Двухаспектная теория Теория о том, что психическое и физическое суть два свойства некоторой лежащей в основе работы мозга реальности, которая не является ни психической, ни физической.

Ведь все эти гуманитарные проблемы являются продуктом деятельности человеческого мозга. Один человек создает произведение искусства — работает мозг, другие воспринимают это искусство — работает мозг. И сегодня, впервые в истории человечества, мозг становится, благодаря исследованиям в нейронауке, открытым для понимания этих процессов.

© Роман Кузнецов

© Роман Кузнецов

Конечно, это сложный процесс — возможно, настолько же сложный, как переход от классической физики к квантовой физике в начале XX века. Это была эпоха бури и натиска, поиска, как вы правильно говорите, нового языка. Очень сложного языка в том смысле, что, описывая физические процессы на квантовом уровне, как считал Бор, мы описываем не саму реальность, а по сути то, то каким образом мы воспринимаем эту реальность. То есть закономерности и рамки человеческого познания оказываются частью нашего описания окружающего мира. При этом мы должны быть скромны: Неизвестно, сколько сот лет продлится процесс научного познания человеком самого себя.

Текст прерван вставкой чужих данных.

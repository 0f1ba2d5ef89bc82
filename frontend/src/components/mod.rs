pub mod error_boundary;
pub mod suspend_boundary;
pub mod navbar;
pub mod filter_components;
//! Suspense wrapper with a loading placeholder.

use dioxus::prelude::*;

#[component]
pub fn SuspendWrapper(children: Element) -> Element {
    rsx! {
        SuspenseBoundary {
            // shown while a child resource is pending
            fallback: |_s: SuspenseContext| rsx! {
                div {
                    width: "100%",
                    height: "100%",
                    display: "flex",
                    align_items: "center",
                    justify_content: "center",
                    LoadingIndicator {}
                }
            },
            {children}
        }
    }
}

#[component]
pub fn LoadingIndicator() -> Element {
    rsx! {
        div {
            style: "color:black; font-size: 26px; border: 1px solid black; padding: 10px; border-radius: 5px; margin: 15px;",
            "Загрузка..."
        }
    }
}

Вспомним как в математике ученые бьются столетиями, чтобы доказать те или иные теоремы. Но я уверен, что в мы уже вступили на этот путь.

Еще одна трудность этого пути состоит в том, что при помощи нашего языка очень сложно описывать такие тонкие процессы, как акты собственного мышления или творчества, ведь он был предусмотрен биологической эволюцией для совершенно других целей. Но, возможно, искусство — как раз есть тот инструмент, который поможет нам это сделать. Неслучайно Бор, который боролся с собственной классической моделью атома, понимая ее ограниченность, обращал такое внимание на искусство. Например, он был очень воодушевлен произведениями кубизма, потому что в них находил некую метафору для описания того, что невозможно передать обычным человеческим языком. Описание не простой, линейной и имеющую непрерывность реальности, а той реальности, у которой все грани разломаны и искривлены. Может быть и для понимания души и разума язык искусства тоже является таким комплементарным инструментом.